Une société civile qui se livre à une activité commerciale devrait normalement être soumise à l'impôt sur les sociétés, par application des articles 206 et 34 du CGI. La SCCV échappe à cette règle grâce à l'article 239 ter du CGI, qui prévoit une exemption d'IS au profit des sociétés civiles ayant pour objet la construction d'immeubles en vue de la vente (Légifrance, CGI art. 239 ter).
Concrètement, la société elle-même ne paie pas d'impôt sur ses bénéfices. On parle de translucidité fiscale (ou de transparence, dans le langage courant) : le résultat est déterminé au niveau de la société, puis réparti entre les associés au prorata de leurs droits. Chaque associé est ensuite imposé sur sa quote-part, selon le régime qui lui est propre.
L'article 239 ter précise que ces sociétés sont soumises au même régime que les sociétés en nom collectif effectuant les mêmes opérations, et que leurs associés sont imposés dans les mêmes conditions que les membres de ces sociétés (Légifrance, CGI art. 239 ter).
C'est ici que la mécanique devient concrète, et qu'elle diffère selon qui détient les parts.
Un associé personne physique est imposé dans la catégorie des bénéfices industriels et commerciaux (BIC), et non dans celle des revenus fonciers.
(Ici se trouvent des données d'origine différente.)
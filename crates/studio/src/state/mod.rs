pub mod scene;
pub mod selection;
pub mod settings;

use shared::{DesignObject, ObjectId};

pub use scene::{object_display_name, object_kind_label, short_id, NodeTransform, SceneState};
pub use selection::SelectionState;
pub use settings::{EditSettings, HistorySettings, StudioSettings, ViewSettings};

use crate::error::Result;

/// Combined editing session state.
///
/// This is the engine object adapters hold: every mutation goes through it or its
/// `scene`, never through shared globals.
#[derive(Debug, Clone)]
pub struct StudioState {
    pub scene: SceneState,
    pub selection: SelectionState,
    pub settings: StudioSettings,
}

impl Default for StudioState {
    fn default() -> Self {
        Self::new(StudioSettings::default())
    }
}

impl StudioState {
    pub fn new(settings: StudioSettings) -> Self {
        Self {
            scene: SceneState::new(&settings),
            selection: SelectionState::default(),
            settings,
        }
    }

    /// Switch the current view. The selection belongs to the old view and is cleared.
    pub fn switch_view(&mut self, view_key: &str) -> Result<()> {
        let changed = self.scene.current_view() != view_key;
        self.scene.set_current_view(view_key)?;
        if changed {
            self.selection.clear();
        }
        Ok(())
    }

    /// The selected object, if it still exists in the current view
    pub fn selected_object(&self) -> Option<&DesignObject> {
        let id = self.selection.selected()?;
        self.scene.current_object(id)
    }

    /// ID of the selected object, if it still exists in the current view
    pub fn selected_id(&self) -> Option<ObjectId> {
        self.selected_object().map(|o| o.id.clone())
    }

    /// Garment color of the current view
    pub fn current_background(&self) -> &str {
        self.scene
            .background_color(self.scene.current_view())
            .unwrap_or("#ffffff")
    }
}
//! Current view, per-view background and whole-scene replacement

use std::collections::HashSet;

use shared::ViewRegistry;

use super::SceneState;
use crate::error::{Result, StudioError};

impl SceneState {
    /// Key of the view being edited
    pub fn current_view(&self) -> &str {
        &self.current_view
    }

    /// Switch the view being edited
    pub fn set_current_view(&mut self, view_key: &str) -> Result<()> {
        self.view(view_key)?;
        if self.current_view != view_key {
            tracing::info!("Switched view {} -> {view_key}", self.current_view);
            self.current_view = view_key.to_string();
        }
        Ok(())
    }

    /// All view keys, in display order
    pub fn view_keys(&self) -> Vec<String> {
        self.scene.keys().map(str::to_string).collect()
    }

    /// Garment color of a view
    pub fn background_color(&self, view_key: &str) -> Result<&str> {
        Ok(&self.view(view_key)?.background_color)
    }

    /// Change the garment color of a view. Part of the registry, so undoable.
    pub fn set_background_color(&mut self, view_key: &str, color: &str) -> Result<bool> {
        let view = self.view_mut(view_key)?;
        if view.background_color == color {
            return Ok(false);
        }
        view.background_color = color.to_string();
        self.version += 1;
        tracing::debug!("Background of {view_key} set to {color}");
        Ok(true)
    }

    /// Remove every object from every view, keeping views and colors
    pub fn clear_objects(&mut self) {
        for view in &mut self.scene.views {
            view.objects.clear();
        }
        self.version += 1;
    }

    /// Replace the whole registry (e.g. a loaded design). History is dropped.
    ///
    /// The registry must hold exactly the configured views, each once, with unique
    /// non-empty object IDs per view. Views are put back into display order. On error
    /// the live scene is untouched.
    pub fn set_scene(&mut self, mut scene: ViewRegistry) -> Result<()> {
        if let Err(e) = self.validate_scene(&scene) {
            tracing::error!("Rejected scene: {e}");
            return Err(e);
        }
        let order = &self.configured_views;
        scene
            .views
            .sort_by_key(|v| order.iter().position(|k| *k == v.key));

        self.scene = scene;
        self.history.clear();
        self.version += 1;
        tracing::info!(
            "Loaded scene ({} views, {} objects)",
            self.scene.views.len(),
            self.scene.object_count()
        );
        Ok(())
    }

    fn validate_scene(&self, scene: &ViewRegistry) -> Result<()> {
        let invalid = |msg: String| -> Result<()> { Err(StudioError::InvalidScene(msg)) };

        let mut keys = HashSet::new();
        for view in &scene.views {
            if !keys.insert(view.key.as_str()) {
                return invalid(format!("duplicate view key {}", view.key));
            }
            if !self.configured_views.contains(&view.key) {
                return invalid(format!("unknown view {}", view.key));
            }
            let mut ids = HashSet::new();
            for obj in &view.objects {
                if obj.id.is_empty() {
                    return invalid(format!("object without id in {}", view.key));
                }
                if !ids.insert(obj.id.as_str()) {
                    return invalid(format!("duplicate object id {} in {}", obj.id, view.key));
                }
            }
        }
        if let Some(missing) = self
            .configured_views
            .iter()
            .find(|k| !keys.contains(k.as_str()))
        {
            return invalid(format!("missing view {missing}"));
        }
        Ok(())
    }
}
//! Object controls panel actions.
//!
//! Every action targets the selected object of the current view and is one undo
//! step. With nothing selected they return `Ok(false)`.

use shared::ObjectId;

use crate::error::Result;
use crate::state::{object_display_name, SceneState, StudioState};

/// What the controls panel shows for the selection
#[derive(Debug, Clone, PartialEq)]
pub struct ControlsSnapshot {
    pub id: ObjectId,
    pub name: String,
    /// Uniform scale shown on the slider (taken from `scale_x`)
    pub scale: f64,
    pub rotation: f64,
    pub locked: bool,
    pub visible: bool,
}

/// Panel read model, `None` when nothing valid is selected
pub fn snapshot(state: &StudioState) -> Option<ControlsSnapshot> {
    let obj = state.selected_object()?;
    let t = obj.transform();
    Some(ControlsSnapshot {
        id: obj.id.clone(),
        name: object_display_name(obj).to_string(),
        scale: t.scale_x,
        rotation: t.rotation,
        locked: obj.locked,
        visible: obj.visible,
    })
}

fn on_selected(
    state: &mut StudioState,
    f: impl FnOnce(&mut SceneState, &str, &str) -> Result<bool>,
) -> Result<bool> {
    let Some(id) = state.selected_id() else {
        return Ok(false);
    };
    let view = state.scene.current_view().to_string();
    state.scene.edit(|s| f(s, &view, &id))
}

/// Scale slider
pub fn set_scale(state: &mut StudioState, scale: f64) -> Result<bool> {
    on_selected(state, |s, view, id| s.set_uniform_scale(view, id, scale))
}

/// Zoom-in button
pub fn scale_up(state: &mut StudioState) -> Result<bool> {
    let Some(current) = snapshot(state).map(|c| c.scale) else {
        return Ok(false);
    };
    let step = state.settings.edit.scale_step;
    set_scale(state, current + step)
}

/// Zoom-out button
pub fn scale_down(state: &mut StudioState) -> Result<bool> {
    let Some(current) = snapshot(state).map(|c| c.scale) else {
        return Ok(false);
    };
    let step = state.settings.edit.scale_step;
    set_scale(state, current - step)
}

/// Rotation slider
pub fn set_rotation(state: &mut StudioState, degrees: f64) -> Result<bool> {
    on_selected(state, |s, view, id| s.set_rotation(view, id, degrees))
}

/// Rotate 90° button
pub fn rotate_quarter(state: &mut StudioState) -> Result<bool> {
    on_selected(state, |s, view, id| s.rotate_quarter(view, id))
}

pub fn flip_horizontal(state: &mut StudioState) -> Result<bool> {
    on_selected(state, |s, view, id| s.flip_horizontal(view, id))
}

pub fn flip_vertical(state: &mut StudioState) -> Result<bool> {
    on_selected(state, |s, view, id| s.flip_vertical(view, id))
}

/// Layer "Forward" button
pub fn bring_forward(state: &mut StudioState) -> Result<bool> {
    on_selected(state, |s, view, id| s.move_object_up(view, id))
}

/// Layer "Back" button
pub fn send_backward(state: &mut StudioState) -> Result<bool> {
    on_selected(state, |s, view, id| s.move_object_down(view, id))
}

/// Remove the selection from the product and deselect
pub fn delete(state: &mut StudioState) -> Result<bool> {
    let removed = on_selected(state, |s, view, id| s.remove_object(view, id))?;
    if removed {
        state.selection.clear();
        tracing::info!("Object removed");
    }
    Ok(removed)
}
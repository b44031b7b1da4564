//! Object CRUD operations
//!
//! Unknown view keys are errors. Unknown object IDs are silent no-ops: late updates
//! routinely arrive for objects the same interaction stream already deleted.

use shared::{DesignObject, ObjectId, ObjectPatch};

use super::SceneState;
use crate::error::Result;

impl SceneState {
    /// Append an object on top of a view.
    ///
    /// An empty or already-used ID is replaced with a fresh one. Returns the ID stored.
    pub fn add_object(&mut self, view_key: &str, mut object: DesignObject) -> Result<ObjectId> {
        let view = self.view_mut(view_key)?;

        if object.id.is_empty() || view.contains(&object.id) {
            let fresh = Self::new_object_id();
            tracing::debug!("Reassigning object id {:?} -> {fresh}", object.id);
            object.id = fresh;
        }

        let id = object.id.clone();
        view.objects.push(object);

        self.version += 1;
        tracing::debug!("Added object {id} to {view_key}");
        Ok(id)
    }

    /// Merge a patch into an object. Returns whether the object was found and changed.
    pub fn update_object(&mut self, view_key: &str, id: &str, patch: &ObjectPatch) -> Result<bool> {
        let view = self.view_mut(view_key)?;

        let Some(obj) = view.get_mut(id) else {
            tracing::debug!("update_object: {id} not in {view_key}, ignored");
            return Ok(false);
        };

        let changed = patch.apply_to(obj);
        if changed {
            self.version += 1;
        }
        Ok(changed)
    }

    /// Remove an object. Returns whether it existed.
    pub fn remove_object(&mut self, view_key: &str, id: &str) -> Result<bool> {
        let view = self.view_mut(view_key)?;

        let Some(index) = view.index_of(id) else {
            tracing::debug!("remove_object: {id} not in {view_key}, ignored");
            return Ok(false);
        };

        view.objects.remove(index);
        self.version += 1;
        tracing::debug!("Removed object {id} from {view_key}");
        Ok(true)
    }

    /// Clone an object directly above the original, offset so it is visibly distinct.
    ///
    /// Returns the new ID, or `None` if `id` is not in the view.
    pub fn duplicate_object(&mut self, view_key: &str, id: &str) -> Result<Option<ObjectId>> {
        let [dx, dy] = self.edit.duplicate_offset;
        let view = self.view_mut(view_key)?;

        let Some(index) = view.index_of(id) else {
            tracing::debug!("duplicate_object: {id} not in {view_key}, ignored");
            return Ok(None);
        };

        let mut copy = view.objects[index].clone();
        copy.id = Self::new_object_id();
        copy.placement.x += dx;
        copy.placement.y += dy;

        let new_id = copy.id.clone();
        view.objects.insert(index + 1, copy);

        self.version += 1;
        tracing::debug!("Duplicated {id} as {new_id} in {view_key}");
        Ok(Some(new_id))
    }

    /// Toggle object visibility
    pub fn toggle_object_visibility(&mut self, view_key: &str, id: &str) -> Result<bool> {
        let Some(visible) = self.get_object(view_key, id).map(|o| o.visible) else {
            self.view(view_key)?;
            return Ok(false);
        };
        self.update_object(
            view_key,
            id,
            &ObjectPatch {
                visible: Some(!visible),
                ..Default::default()
            },
        )
    }

    /// Toggle object lock
    pub fn toggle_object_lock(&mut self, view_key: &str, id: &str) -> Result<bool> {
        let Some(locked) = self.get_object(view_key, id).map(|o| o.locked) else {
            self.view(view_key)?;
            return Ok(false);
        };
        self.update_object(
            view_key,
            id,
            &ObjectPatch {
                locked: Some(!locked),
                ..Default::default()
            },
        )
    }
}
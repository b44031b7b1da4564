//! Transform/drag operations
//!
//! These build patches from gesture results and resolved object defaults, then go
//! through [`SceneState::update_object`]. None of them record history.

use serde::{Deserialize, Serialize};
use shared::{clamp_min_size, ObjectPatch};

use super::SceneState;
use crate::error::Result;

/// Node geometry reported by the canvas when a transform gesture ends.
///
/// `width`/`height` are the node's unscaled size; only image and template objects use
/// them.
#[derive(Debug, Clone, Copy, PartialEq, Serialize, Deserialize)]
pub struct NodeTransform {
    pub x: f64,
    pub y: f64,
    pub rotation: f64,
    pub scale_x: f64,
    pub scale_y: f64,
    #[serde(default)]
    pub width: f64,
    #[serde(default)]
    pub height: f64,
}

impl NodeTransform {
    /// Patch committed for an object of the given kind.
    ///
    /// Sized objects bake the scale into width/height, clamped to the minimum size,
    /// and reset scale to 1. Text and groups keep the scale as reported.
    pub fn to_patch(&self, sized: bool) -> ObjectPatch {
        let base = ObjectPatch {
            x: Some(self.x),
            y: Some(self.y),
            rotation: Some(self.rotation),
            ..Default::default()
        };
        if sized {
            ObjectPatch {
                width: Some(clamp_min_size(self.width * self.scale_x)),
                height: Some(clamp_min_size(self.height * self.scale_y)),
                scale_x: Some(1.0),
                scale_y: Some(1.0),
                ..base
            }
        } else {
            ObjectPatch {
                scale_x: Some(self.scale_x),
                scale_y: Some(self.scale_y),
                ..base
            }
        }
    }
}

impl SceneState {
    /// Commit the final position of a drag
    pub fn commit_drag(&mut self, view_key: &str, id: &str, x: f64, y: f64) -> Result<bool> {
        self.update_object(view_key, id, &ObjectPatch::position(x, y))
    }

    /// Commit the result of a transform-handle gesture
    pub fn commit_transform(&mut self, view_key: &str, id: &str, node: &NodeTransform) -> Result<bool> {
        let Some(sized) = self.get_object(view_key, id).map(|o| o.kind.is_sized()) else {
            self.view(view_key)?;
            return Ok(false);
        };
        self.update_object(view_key, id, &node.to_patch(sized))
    }

    /// Move an object by a delta
    pub fn nudge(&mut self, view_key: &str, id: &str, dx: f64, dy: f64) -> Result<bool> {
        let Some(t) = self.get_object(view_key, id).map(|o| o.transform()) else {
            self.view(view_key)?;
            return Ok(false);
        };
        self.update_object(view_key, id, &ObjectPatch::position(t.x + dx, t.y + dy))
    }

    /// Mirror along the X axis
    pub fn flip_horizontal(&mut self, view_key: &str, id: &str) -> Result<bool> {
        let Some(t) = self.get_object(view_key, id).map(|o| o.transform()) else {
            self.view(view_key)?;
            return Ok(false);
        };
        self.update_object(
            view_key,
            id,
            &ObjectPatch {
                scale_x: Some(-t.scale_x),
                ..Default::default()
            },
        )
    }

    /// Mirror along the Y axis
    pub fn flip_vertical(&mut self, view_key: &str, id: &str) -> Result<bool> {
        let Some(t) = self.get_object(view_key, id).map(|o| o.transform()) else {
            self.view(view_key)?;
            return Ok(false);
        };
        self.update_object(
            view_key,
            id,
            &ObjectPatch {
                scale_y: Some(-t.scale_y),
                ..Default::default()
            },
        )
    }

    /// Set both scale factors, clamped to the configured slider range
    pub fn set_uniform_scale(&mut self, view_key: &str, id: &str, scale: f64) -> Result<bool> {
        let scale = self.edit.clamp_scale(scale);
        self.update_object(view_key, id, &ObjectPatch::scale(scale, scale))
    }

    /// Set rotation in degrees
    pub fn set_rotation(&mut self, view_key: &str, id: &str, degrees: f64) -> Result<bool> {
        self.update_object(view_key, id, &ObjectPatch::rotation(degrees))
    }

    /// Rotate a quarter turn clockwise, wrapping into [0, 360)
    pub fn rotate_quarter(&mut self, view_key: &str, id: &str) -> Result<bool> {
        let Some(t) = self.get_object(view_key, id).map(|o| o.transform()) else {
            self.view(view_key)?;
            return Ok(false);
        };
        self.set_rotation(view_key, id, (t.rotation + 90.0).rem_euclid(360.0))
    }
}
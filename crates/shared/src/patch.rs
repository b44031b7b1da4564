use serde::{Deserialize, Serialize};

use crate::{ChildPaint, DesignObject, ObjectKind};

/// Partial update of a design object.
///
/// Only fields that are `Some` are written. Variant fields that do not exist on the
/// target (e.g. `width` on a text object) are ignored.
#[derive(Debug, Clone, PartialEq, Serialize, Deserialize, Default)]
#[serde(default)]
pub struct ObjectPatch {
    #[serde(skip_serializing_if = "Option::is_none")]
    pub x: Option<f64>,
    #[serde(skip_serializing_if = "Option::is_none")]
    pub y: Option<f64>,
    #[serde(skip_serializing_if = "Option::is_none")]
    pub rotation: Option<f64>,
    #[serde(skip_serializing_if = "Option::is_none")]
    pub scale_x: Option<f64>,
    #[serde(skip_serializing_if = "Option::is_none")]
    pub scale_y: Option<f64>,
    #[serde(skip_serializing_if = "Option::is_none")]
    pub visible: Option<bool>,
    #[serde(skip_serializing_if = "Option::is_none")]
    pub locked: Option<bool>,
    #[serde(skip_serializing_if = "Option::is_none")]
    pub name: Option<String>,
    // image / template
    #[serde(skip_serializing_if = "Option::is_none")]
    pub src: Option<String>,
    #[serde(skip_serializing_if = "Option::is_none")]
    pub width: Option<f64>,
    #[serde(skip_serializing_if = "Option::is_none")]
    pub height: Option<f64>,
    // text
    #[serde(skip_serializing_if = "Option::is_none")]
    pub text: Option<String>,
    #[serde(skip_serializing_if = "Option::is_none")]
    pub font_size: Option<f64>,
    #[serde(skip_serializing_if = "Option::is_none")]
    pub font_family: Option<String>,
    #[serde(skip_serializing_if = "Option::is_none")]
    pub fill: Option<String>,
    // group
    #[serde(skip_serializing_if = "Option::is_none")]
    pub children: Option<Vec<ChildPaint>>,
}

fn set<T: PartialEq>(slot: &mut T, value: Option<T>) -> bool {
    match value {
        Some(v) if *slot != v => {
            *slot = v;
            true
        }
        _ => false,
    }
}

fn set_opt<T: PartialEq>(slot: &mut Option<T>, value: Option<T>) -> bool {
    match value {
        Some(v) if slot.as_ref() != Some(&v) => {
            *slot = Some(v);
            true
        }
        _ => false,
    }
}

impl ObjectPatch {
    /// Position-only patch
    pub fn position(x: f64, y: f64) -> Self {
        Self {
            x: Some(x),
            y: Some(y),
            ..Default::default()
        }
    }

    /// Scale-only patch
    pub fn scale(scale_x: f64, scale_y: f64) -> Self {
        Self {
            scale_x: Some(scale_x),
            scale_y: Some(scale_y),
            ..Default::default()
        }
    }

    /// Rotation-only patch
    pub fn rotation(degrees: f64) -> Self {
        Self {
            rotation: Some(degrees),
            ..Default::default()
        }
    }

    /// True when no field is set
    pub fn is_empty(&self) -> bool {
        *self == Self::default()
    }

    /// Merge set fields into `obj`. Returns true if anything changed.
    pub fn apply_to(&self, obj: &mut DesignObject) -> bool {
        let p = self.clone();
        let mut changed = false;

        changed |= set(&mut obj.placement.x, p.x);
        changed |= set(&mut obj.placement.y, p.y);
        changed |= set_opt(&mut obj.placement.rotation, p.rotation);
        changed |= set_opt(&mut obj.placement.scale_x, p.scale_x);
        changed |= set_opt(&mut obj.placement.scale_y, p.scale_y);
        changed |= set(&mut obj.visible, p.visible);
        changed |= set(&mut obj.locked, p.locked);
        changed |= set_opt(&mut obj.name, p.name);

        match &mut obj.kind {
            ObjectKind::Image { src, width, height } | ObjectKind::Template { src, width, height } => {
                changed |= set(src, p.src);
                changed |= set(width, p.width);
                changed |= set(height, p.height);
            }
            ObjectKind::Text {
                text,
                font_size,
                font_family,
                fill,
            } => {
                changed |= set(text, p.text);
                changed |= set(font_size, p.font_size);
                changed |= set(font_family, p.font_family);
                changed |= set(fill, p.fill);
            }
            ObjectKind::Group { children } => {
                changed |= set(children, p.children);
            }
        }

        changed
    }
}

#[cfg(test)]
mod tests {
    use super::*;

    #[test]
    fn test_patch_only_touches_set_fields() {
        let mut obj = DesignObject::image("a", "a.png", 1.0, 2.0, 100.0, 100.0).with_name("Logo");
        let before = obj.clone();
        let changed = ObjectPatch {
            x: Some(50.0),
            ..Default::default()
        }
        .apply_to(&mut obj);
        assert!(changed);
        assert_eq!(obj.placement.x, 50.0);
        assert_eq!(obj.placement.y, before.placement.y);
        assert_eq!(obj.name, before.name);
        assert_eq!(obj.kind, before.kind);
        assert_eq!(obj.placement.rotation, None);
    }

    #[test]
    fn test_empty_patch_changes_nothing() {
        let mut obj = DesignObject::text("t", "hello", 0.0, 0.0, 20.0);
        let before = obj.clone();
        assert!(ObjectPatch::default().is_empty());
        assert!(!ObjectPatch::default().apply_to(&mut obj));
        assert_eq!(obj, before);
    }

    #[test]
    fn test_same_value_reports_unchanged() {
        let mut obj = DesignObject::image("a", "a.png", 10.0, 10.0, 50.0, 50.0);
        assert!(!ObjectPatch::position(10.0, 10.0).apply_to(&mut obj));
    }

    #[test]
    fn test_variant_fields_ignored_on_other_kinds() {
        let mut obj = DesignObject::text("t", "hello", 0.0, 0.0, 20.0);
        let before = obj.clone();
        let changed = ObjectPatch {
            width: Some(500.0),
            src: Some("x.png".to_string()),
            ..Default::default()
        }
        .apply_to(&mut obj);
        assert!(!changed);
        assert_eq!(obj, before);
    }

    #[test]
    fn test_text_fields_applied() {
        let mut obj = DesignObject::text("t", "hello", 0.0, 0.0, 20.0);
        ObjectPatch {
            text: Some("bye".to_string()),
            fill: Some("#ff0000".to_string()),
            ..Default::default()
        }
        .apply_to(&mut obj);
        match &obj.kind {
            ObjectKind::Text { text, fill, font_size, .. } => {
                assert_eq!(text, "bye");
                assert_eq!(fill, "#ff0000");
                assert_eq!(*font_size, 20.0);
            }
            other => panic!("Expected text, got {:?}", other),
        }
    }

    #[test]
    fn test_patch_from_partial_json() {
        let patch: ObjectPatch = serde_json::from_str(r#"{"rotation": 45, "scale_x": -1}"#).unwrap();
        assert_eq!(patch.rotation, Some(45.0));
        assert_eq!(patch.scale_x, Some(-1.0));
        assert!(patch.x.is_none());
        let json = serde_json::to_string(&patch).unwrap();
        assert!(!json.contains("\"x\""));
    }
}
C'est une différence majeure avec une SCI classique. Le revenu foncier concerne les loyers ; ici, il s'agit du bénéfice d'une activité de construction-vente, donc du BIC, ajouté aux autres revenus du foyer et imposé au barème progressif de l'impôt sur le revenu.
Un associé personne morale soumise à l'IS (une société commerciale, par exemple) intègre sa quote-part de résultat de la SCCV dans son propre résultat imposable, et l'impose à l'impôt sur les sociétés selon ses règles. Cette configuration est fréquente quand une entreprise du bâtiment détient tout ou partie d'une SCCV.
Ce point a une conséquence pratique que je vois régulièrement mal anticipée : dans une même SCCV, deux associés peuvent supporter une fiscalité radicalement différente sur la même opération, selon qu'ils détiennent leurs parts en direct (IR, BIC) ou via une société à l'IS. Le montage se réfléchit associé par associé, avant la création.
Une SCI classique peut choisir d'être imposée à l'IS. La SCCV, elle, relève d'un régime spécifique conçu pour rester hors du champ de l'IS. L'option pour l'IS ferait perdre l'intérêt même du dispositif de l'article 239 ter, et n'est pas la logique du montage. Retenez que la SCCV vit sous le régime des sociétés de personnes, avec imposition directe entre les mains des associés.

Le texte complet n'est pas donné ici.